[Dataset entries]
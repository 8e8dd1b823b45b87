use super::*;
use image::Rgba;

fn style() -> PaletteStyle {
    PaletteStyle::default()
}

#[test]
fn gray_majority_is_skipped_for_the_chromatic_minority() {
    let mut region = RgbaImage::from_pixel(100, 100, Rgba([120, 120, 120, 255]));
    for y in 0..100 {
        for x in 70..100 {
            region.put_pixel(x, y, Rgba([200, 50, 50, 255]));
        }
    }
    let c = dominant_color(&region, &style()).unwrap();
    assert!(c.r > 150 && c.g < 90 && c.b < 90, "{c:?}");
}

#[test]
fn achromatic_regions_fall_back_to_gray() {
    for px in [[0, 0, 0, 255], [255, 255, 255, 255], [90, 90, 90, 255], [20, 5, 5, 255]] {
        let region = RgbaImage::from_pixel(64, 32, Rgba(px));
        assert_eq!(dominant_color(&region, &style()).unwrap(), Rgb8::NEUTRAL_GRAY, "{px:?}");
    }
}

#[test]
fn empty_region_falls_back() {
    let region = RgbaImage::new(0, 0);
    assert_eq!(dominant_color(&region, &style()).unwrap(), Rgb8::NEUTRAL_GRAY);
}

#[test]
fn custom_fallback_is_honored() {
    let s = PaletteStyle {
        fallback: Rgb8::new(1, 2, 3),
        ..style()
    };
    let region = RgbaImage::from_pixel(10, 10, Rgba([0, 0, 0, 255]));
    assert_eq!(dominant_color(&region, &s).unwrap(), Rgb8::new(1, 2, 3));
}

#[test]
fn result_is_a_bucket_center() {
    let region = RgbaImage::from_pixel(50, 50, Rgba([30, 100, 220, 255]));
    assert_eq!(dominant_color(&region, &style()).unwrap(), Rgb8::new(24, 104, 216));
}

_DIRECTIONS FOR THIS TASK_
Reproduce the records exactly as they appear.

_SOLUTION TO THIS PROBLEM_
repository 8e8dd1b823b45b87
use super::*;
use image::Rgba;

fn style() -> PaletteStyle {
    PaletteStyle::default()
}

#[test]
fn gray_majority_is_skipped_for_the_chromatic_minority() {
    let mut region = RgbaImage::from_pixel(100, 100, Rgba([120, 120, 120, 255]));
    for y in 0..100 {
        for x in 70..100 {
            region.put_pixel(x, y, Rgba([200, 50, 50, 255]));
        }
    }
    let c = dominant_color(&region, &style()).unwrap();
    assert!(c.r > 150 && c.g < 90 && c.b < 90, "{c:?}");
}

#[test]
fn achromatic_regions_fall_back_to_gray() {
    for px in [[0, 0, 0, 255], [255, 255, 255, 255], [90, 90, 90, 255], [20, 5, 5, 255]] {
        let region = RgbaImage::from_pixel(64, 32, Rgba(px));
        assert_eq!(dominant_color(&region, &style()).unwrap(), Rgb8::NEUTRAL_GRAY, "{px:?}");
    }
}

#[test]
fn empty_region_falls_back() {
    let region = RgbaImage::new(0, 0);
    assert_eq!(dominant_color(&region, &style()).unwrap(), Rgb8::NEUTRAL_GRAY);
}

#[test]
fn custom_fallback_is_honored() {
    let s = PaletteStyle {
        fallback: Rgb8::new(1, 2, 3),
        ..style()
    };
    let region = RgbaImage::from_pixel(10, 10, Rgba([0, 0, 0, 255]));
    assert_eq!(dominant_color(&region, &s).unwrap(), Rgb8::new(1, 2, 3));
}

#[test]
fn result_is_a_bucket_center() {
    let region = RgbaImage::from_pixel(50, 50, Rgba([30, 100, 220, 255]));
    assert_eq!(dominant_color(&region, &style()).unwrap(), Rgb8::new(24, 104, 216));
}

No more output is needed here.